- _What is expected_: Read the entries that follow and give each one again precisely.

Start of Material shown

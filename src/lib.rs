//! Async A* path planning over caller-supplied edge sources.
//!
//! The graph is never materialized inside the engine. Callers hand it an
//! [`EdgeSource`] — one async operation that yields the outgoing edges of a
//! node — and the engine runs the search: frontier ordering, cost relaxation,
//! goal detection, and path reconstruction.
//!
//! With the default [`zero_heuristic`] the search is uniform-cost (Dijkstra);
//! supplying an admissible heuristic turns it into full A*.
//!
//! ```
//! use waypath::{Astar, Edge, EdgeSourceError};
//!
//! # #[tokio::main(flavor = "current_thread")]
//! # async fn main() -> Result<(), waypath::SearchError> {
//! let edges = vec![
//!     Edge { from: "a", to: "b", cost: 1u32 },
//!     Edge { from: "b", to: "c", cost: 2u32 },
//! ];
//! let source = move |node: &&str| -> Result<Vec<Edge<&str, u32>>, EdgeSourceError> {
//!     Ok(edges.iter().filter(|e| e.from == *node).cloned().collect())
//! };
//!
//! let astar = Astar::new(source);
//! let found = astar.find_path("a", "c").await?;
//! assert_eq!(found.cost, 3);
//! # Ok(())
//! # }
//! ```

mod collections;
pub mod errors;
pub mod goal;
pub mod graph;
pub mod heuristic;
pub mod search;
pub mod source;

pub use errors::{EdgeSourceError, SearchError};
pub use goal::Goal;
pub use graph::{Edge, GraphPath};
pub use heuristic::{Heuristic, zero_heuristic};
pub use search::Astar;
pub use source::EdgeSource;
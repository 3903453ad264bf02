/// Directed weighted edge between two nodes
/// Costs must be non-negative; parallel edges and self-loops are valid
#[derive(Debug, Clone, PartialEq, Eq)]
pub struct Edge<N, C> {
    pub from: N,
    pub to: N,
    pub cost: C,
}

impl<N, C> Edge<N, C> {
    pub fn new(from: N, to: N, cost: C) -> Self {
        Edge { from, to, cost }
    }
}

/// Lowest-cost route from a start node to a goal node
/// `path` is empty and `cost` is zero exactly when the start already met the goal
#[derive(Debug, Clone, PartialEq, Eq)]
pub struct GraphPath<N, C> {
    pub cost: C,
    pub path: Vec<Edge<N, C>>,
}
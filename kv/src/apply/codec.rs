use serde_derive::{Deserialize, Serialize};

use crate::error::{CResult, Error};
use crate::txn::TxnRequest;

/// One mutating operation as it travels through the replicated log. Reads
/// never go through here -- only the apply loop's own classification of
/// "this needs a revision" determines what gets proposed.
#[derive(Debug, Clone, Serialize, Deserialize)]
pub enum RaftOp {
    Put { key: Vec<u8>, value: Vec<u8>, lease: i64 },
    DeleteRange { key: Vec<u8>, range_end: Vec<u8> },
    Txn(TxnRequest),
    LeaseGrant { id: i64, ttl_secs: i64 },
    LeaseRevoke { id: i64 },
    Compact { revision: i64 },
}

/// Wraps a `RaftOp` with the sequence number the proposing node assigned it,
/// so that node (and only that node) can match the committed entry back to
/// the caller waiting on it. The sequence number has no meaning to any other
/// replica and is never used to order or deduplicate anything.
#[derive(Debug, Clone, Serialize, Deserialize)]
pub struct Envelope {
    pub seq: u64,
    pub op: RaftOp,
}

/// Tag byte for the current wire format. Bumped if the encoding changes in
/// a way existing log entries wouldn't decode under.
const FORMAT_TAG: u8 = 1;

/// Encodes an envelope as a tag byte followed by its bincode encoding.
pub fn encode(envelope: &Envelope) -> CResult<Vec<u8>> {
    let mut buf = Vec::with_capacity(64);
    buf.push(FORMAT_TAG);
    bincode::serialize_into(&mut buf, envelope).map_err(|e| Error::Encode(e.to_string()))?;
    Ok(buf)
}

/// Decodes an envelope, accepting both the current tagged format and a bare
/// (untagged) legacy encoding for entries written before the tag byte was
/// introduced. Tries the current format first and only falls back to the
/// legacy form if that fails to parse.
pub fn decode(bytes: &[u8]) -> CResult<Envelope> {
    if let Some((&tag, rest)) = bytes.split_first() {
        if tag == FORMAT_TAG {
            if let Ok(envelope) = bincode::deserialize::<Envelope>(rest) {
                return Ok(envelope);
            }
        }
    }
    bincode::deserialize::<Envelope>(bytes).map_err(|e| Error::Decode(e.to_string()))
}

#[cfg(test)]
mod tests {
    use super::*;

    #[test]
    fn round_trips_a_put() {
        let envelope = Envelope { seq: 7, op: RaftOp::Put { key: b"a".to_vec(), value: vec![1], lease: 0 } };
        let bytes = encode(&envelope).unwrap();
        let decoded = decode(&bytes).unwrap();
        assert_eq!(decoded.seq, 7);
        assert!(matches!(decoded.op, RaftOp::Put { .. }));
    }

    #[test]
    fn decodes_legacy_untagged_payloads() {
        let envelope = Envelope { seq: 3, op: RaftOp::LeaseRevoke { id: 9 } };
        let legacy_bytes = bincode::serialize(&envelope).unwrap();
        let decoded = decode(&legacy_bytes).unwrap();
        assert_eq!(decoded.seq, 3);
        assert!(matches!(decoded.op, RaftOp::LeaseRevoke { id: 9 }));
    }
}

End of Material shown

- _Answer box_:
filename src/lib.rs
//! Async A* path planning over caller-supplied edge sources.
//!
//! The graph is never materialized inside the engine. Callers hand it an
//! [`EdgeSource`] — one async operation that yields the outgoing edges of a
//! node — and the engine runs the search: frontier ordering, cost relaxation,
//! goal detection, and path reconstruction.
//!
//! With the default [`zero_heuristic`] the search is uniform-cost (Dijkstra);
//! supplying an admissible heuristic turns it into full A*.
//!
//! ```
//! use waypath::{Astar, Edge, EdgeSourceError};
//!
//! # #[tokio::main(flavor = "current_thread")]
//! # async fn main() -> Result<(), waypath::SearchError> {
//! let edges = vec![
//!     Edge { from: "a", to: "b", cost: 1u32 },
//!     Edge { from: "b", to: "c", cost: 2u32 },
//! ];
//! let source = move |node: &&str| -> Result<Vec<Edge<&str, u32>>, EdgeSourceError> {
//!     Ok(edges.iter().filter(|e| e.from == *node).cloned().collect())
//! };
//!
//! let astar = Astar::new(source);
//! let found = astar.find_path("a", "c").await?;
//! assert_eq!(found.cost, 3);
//! # Ok(())
//! # }
//! ```

mod collections;
pub mod errors;
pub mod goal;
pub mod graph;
pub mod heuristic;
pub mod search;
pub mod source;

pub use errors::{EdgeSourceError, SearchError};
pub use goal::Goal;
pub use graph::{Edge, GraphPath};
pub use heuristic::{Heuristic, zero_heuristic};
pub use search::Astar;
pub use source::EdgeSource;
repository 3903453ad264bf02
/// Directed weighted edge between two nodes
/// Costs must be non-negative; parallel edges and self-loops are valid
#[derive(Debug, Clone, PartialEq, Eq)]
pub struct Edge<N, C> {
    pub from: N,
    pub to: N,
    pub cost: C,
}

impl<N, C> Edge<N, C> {
    pub fn new(from: N, to: N, cost: C) -> Self {
        Edge { from, to, cost }
    }
}

/// Lowest-cost route from a start node to a goal node
/// `path` is empty and `cost` is zero exactly when the start already met the goal
#[derive(Debug, Clone, PartialEq, Eq)]
pub struct GraphPath<N, C> {
    pub cost: C,
    pub path: Vec<Edge<N, C>>,
}
filename kv/src/apply/codec.rs
use serde_derive::{Deserialize, Serialize};

use crate::error::{CResult, Error};
use crate::txn::TxnRequest;

/// One mutating operation as it travels through the replicated log. Reads
/// never go through here -- only the apply loop's own classification of
/// "this needs a revision" determines what gets proposed.
#[derive(Debug, Clone, Serialize, Deserialize)]
pub enum RaftOp {
    Put { key: Vec<u8>, value: Vec<u8>, lease: i64 },
    DeleteRange { key: Vec<u8>, range_end: Vec<u8> },
    Txn(TxnRequest),
    LeaseGrant { id: i64, ttl_secs: i64 },
    LeaseRevoke { id: i64 },
    Compact { revision: i64 },
}

/// Wraps a `RaftOp` with the sequence number the proposing node assigned it,
/// so that node (and only that node) can match the committed entry back to
/// the caller waiting on it. The sequence number has no meaning to any other
/// replica and is never used to order or deduplicate anything.
#[derive(Debug, Clone, Serialize, Deserialize)]
pub struct Envelope {
    pub seq: u64,
    pub op: RaftOp,
}

/// Tag byte for the current wire format. Bumped if the encoding changes in
/// a way existing log entries wouldn't decode under.
const FORMAT_TAG: u8 = 1;

/// Encodes an envelope as a tag byte followed by its bincode encoding.
pub fn encode(envelope: &Envelope) -> CResult<Vec<u8>> {
    let mut buf = Vec::with_capacity(64);
    buf.push(FORMAT_TAG);
    bincode::serialize_into(&mut buf, envelope).map_err(|e| Error::Encode(e.to_string()))?;
    Ok(buf)
}

/// Decodes an envelope, accepting both the current tagged format and a bare
/// (untagged) legacy encoding for entries written before the tag byte was
/// introduced. Tries the current format first and only falls back to the
/// legacy form if that fails to parse.
pub fn decode(bytes: &[u8]) -> CResult<Envelope> {
    if let Some((&tag, rest)) = bytes.split_first() {
        if tag == FORMAT_TAG {
            if let Ok(envelope) = bincode::deserialize::<Envelope>(rest) {
                return Ok(envelope);
            }
        }
    }
    bincode::deserialize::<Envelope>(bytes).map_err(|e| Error::Decode(e.to_string()))
}

#[cfg(test)]
mod tests {
    use super::*;

    #[test]
    fn round_trips_a_put() {
        let envelope = Envelope { seq: 7, op: RaftOp::Put { key: b"a".to_vec(), value: vec![1], lease: 0 } };
        let bytes = encode(&envelope).unwrap();
        let decoded = decode(&bytes).unwrap();
        assert_eq!(decoded.seq, 7);
        assert!(matches!(decoded.op, RaftOp::Put { .. }));
    }

    #[test]
    fn decodes_legacy_untagged_payloads() {
        let envelope = Envelope { seq: 3, op: RaftOp::LeaseRevoke { id: 9 } };
        let legacy_bytes = bincode::serialize(&envelope).unwrap();
        let decoded = decode(&legacy_bytes).unwrap();
        assert_eq!(decoded.seq, 3);
        assert!(matches!(decoded.op, RaftOp::LeaseRevoke { id: 9 }));
    }
}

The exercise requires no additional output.